Il ne saurait trop insister : avant de se soulager avec du cannabis, il est impératif de solliciter les conseils de professionnels qualifiés.
La légalisation change la donne
Un sondage réalisé en 2022 pour le compte de Santé Canada indique que 46 % des répondants qui ont consommé du cannabis à des fins médicales depuis octobre 2018 l’ont fait seulement après la légalisation à grande échelle. L’accessibilité simplifiée et la diminution de la stigmatisation figurent parmi leurs motivations.
Près de 80 % des répondants ont déclaré que la consommation de cannabis avait des effets positifs.
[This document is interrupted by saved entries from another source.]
//! Type identity, method sets and the error-like test.
//!
//! The front end only reports methods declared directly on a named type.
//! Promotion through embedded fields and receiver addressability are
//! resolved here.

use std::collections::{HashMap, HashSet};

use super::type_graph::{BasicKind, Position, TypeDesc, TypeGraph, TypeId};

/// A method visible in a type's method set.
#[derive(Debug, Clone, Copy, PartialEq, Eq)]
pub struct MethodRef<'g> {
    pub name: &'g str,
    pub signature: TypeId,
    pub position: Option<&'g Position>,
}

/// Reports whether two types are the same type.
///
/// Named types and type parameters are only identical to themselves; every
/// other kind is compared structurally.
pub fn identical(graph: &TypeGraph, a: TypeId, b: TypeId) -> bool {
    if a == b {
        return true;
    }
    match (graph.ty(a), graph.ty(b)) {
        (TypeDesc::Basic { basic: x }, TypeDesc::Basic { basic: y }) => x == y,
        (TypeDesc::Pointer { elem: x }, TypeDesc::Pointer { elem: y })
        | (TypeDesc::Slice { elem: x }, TypeDesc::Slice { elem: y })
        | (TypeDesc::Chan { elem: x }, TypeDesc::Chan { elem: y }) => identical(graph, *x, *y),
        (TypeDesc::Array { elem: x, len: n }, TypeDesc::Array { elem: y, len: m }) => {
            n == m && identical(graph, *x, *y)
        }
        (TypeDesc::Map { key: k1, value: v1 }, TypeDesc::Map { key: k2, value: v2 }) => {
            identical(graph, *k1, *k2) && identical(graph, *v1, *v2)
        }
        (TypeDesc::Struct { fields: f1 }, TypeDesc::Struct { fields: f2 }) => {
            f1.len() == f2.len()
                && f1.iter().zip(f2).all(|(x, y)| {
                    x.name == y.name && x.embedded == y.embedded && identical(graph, x.ty, y.ty)
                })
        }
        (TypeDesc::Signature(s1), TypeDesc::Signature(s2)) => {
            s1.variadic == s2.variadic
                && s1.params.len() == s2.params.len()
                && s1.results.len() == s2.results.len()
                && s1
                    .params
                    .iter()
                    .chain(&s1.results)
                    .zip(s2.params.iter().chain(&s2.results))
                    .all(|(x, y)| identical(graph, x.ty, y.ty))
        }
        (TypeDesc::Interface { methods: m1 }, TypeDesc::Interface { methods: m2 }) => {
            if m1.len() != m2.len() {
                return false;
            }
            let mut m1: Vec<_> = m1.iter().collect();
            let mut m2: Vec<_> = m2.iter().collect();
            m1.sort_by(|x, y| x.name.cmp(&y.name));
            m2.sort_by(|x, y| x.name.cmp(&y.name));
            m1.iter()
                .zip(&m2)
                .all(|(x, y)| x.name == y.name && identical(graph, x.signature, y.signature))
        }
        _ => false,
    }
}

/// Method set of `ty`. With `addressable` set, pointer-receiver methods are
/// included as well. Sorted by name.
pub fn method_set(graph: &TypeGraph, ty: TypeId, addressable: bool) -> Vec<MethodRef<'_>> {
    let mut seen_names: HashSet<&str> = HashSet::new();
    let mut visited: HashSet<TypeId> = HashSet::new();
    let mut out = Vec::new();
    let mut level = vec![(ty, addressable)];

    while !level.is_empty() {
        let mut next = Vec::new();
        let mut found = Vec::new();
        let mut field_names: Vec<&str> = Vec::new();

        for (ty, addressable) in level {
            let (ty, addressable) = match graph.ty(ty) {
                TypeDesc::Pointer { elem } => (*elem, true),
                _ => (ty, addressable),
            };
            let structural = match graph.ty(ty) {
                TypeDesc::Named(named) => {
                    if !visited.insert(ty) {
                        continue;
                    }
                    found.extend(named.methods.iter().map(|m| {
                        let method = MethodRef {
                            name: m.name.as_str(),
                            signature: m.signature,
                            position: m.position.as_ref(),
                        };
                        (method, addressable || !m.pointer_receiver)
                    }));
                    graph.ty(graph.underlying(ty))
                }
                other => other,
            };
            match structural {
                TypeDesc::Struct { fields } => {
                    field_names.extend(fields.iter().map(|f| f.name.as_str()));
                    next.extend(fields.iter().filter(|f| f.embedded).map(|f| (f.ty, addressable)));
                }
                TypeDesc::Interface { methods } => {
                    found.extend(methods.iter().map(|m| {
                        let method = MethodRef {
                            name: m.name.as_str(),
                            signature: m.signature,
                            position: None,
                        };
                        (method, true)
                    }));
                }
                _ => {}
            }
        }

        // names from a shallower depth shadow deeper ones, even when the
        // shallower method is excluded by its receiver. A name met twice at
        // one depth, or shared with a field there, is ambiguous: it selects
        // nothing but still shadows.
        let mut occurrences: HashMap<&str, usize> = HashMap::new();
        for name in found.iter().map(|(m, _)| m.name).chain(field_names.iter().copied()) {
            *occurrences.entry(name).or_default() += 1;
        }
        for (method, in_set) in found {
            if in_set && !seen_names.contains(method.name) && occurrences[method.name] == 1 {
                out.push(method);
            }
        }
        seen_names.extend(occurrences.into_keys());
        level = next;
    }

    out.sort_by(|a, b| a.name.cmp(b.name));
    out
}

/// Everything callable on a value or pointer of `ty`: declared and promoted
/// methods with both receiver kinds.
pub fn intuitive_method_set(graph: &TypeGraph, ty: TypeId) -> Vec<MethodRef<'_>> {
    method_set(graph, ty, true)
}

/// True when `ty`, or the type it points to, provides `Error() string`.
pub fn is_error_like(graph: &TypeGraph, ty: TypeId) -> bool {
    let addressable = graph.is_pointer(ty);
    method_set(graph, ty, addressable)
        .iter()
        .any(|m| m.name == "Error" && is_message_signature(graph, m.signature))
}

fn is_message_signature(graph: &TypeGraph, signature: TypeId) -> bool {
    let Some(sig) = graph.signature(signature) else {
        return false;
    };
    sig.params.is_empty()
        && !sig.variadic
        && sig.results.len() == 1
        && matches!(
            graph.ty(sig.results[0].ty),
            TypeDesc::Basic {
                basic: BasicKind::String
            }
        )
}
Une personne sur cinq a mentionné que son état s’était amélioré ou que le problème s’était complètement résorbé et qu’elle avait été en mesure de réduire la prise d’autres médicaments.
Or, le tiers (34 %) des répondants n’ont pas discuté de la consommation de cannabis à des fins médicales avec un médecin ou une infirmière praticienne, notamment par crainte d’être jugé.
Le même projet de recherche indique que la moitié des professionnels de la santé sondés (49 %) ont déclaré que la consommation de cannabis comporte une valeur thérapeutique, tandis que la plupart des autres (45 %) ont indiqué qu’elle est utile au moins une partie du temps. Malgré cela, plus de la moitié (53 %) ont déjà recommandé à un patient de ne pas consommer de cannabis, entre autres en raison du manque de preuves de son efficacité ou de leur propre méconnaissance.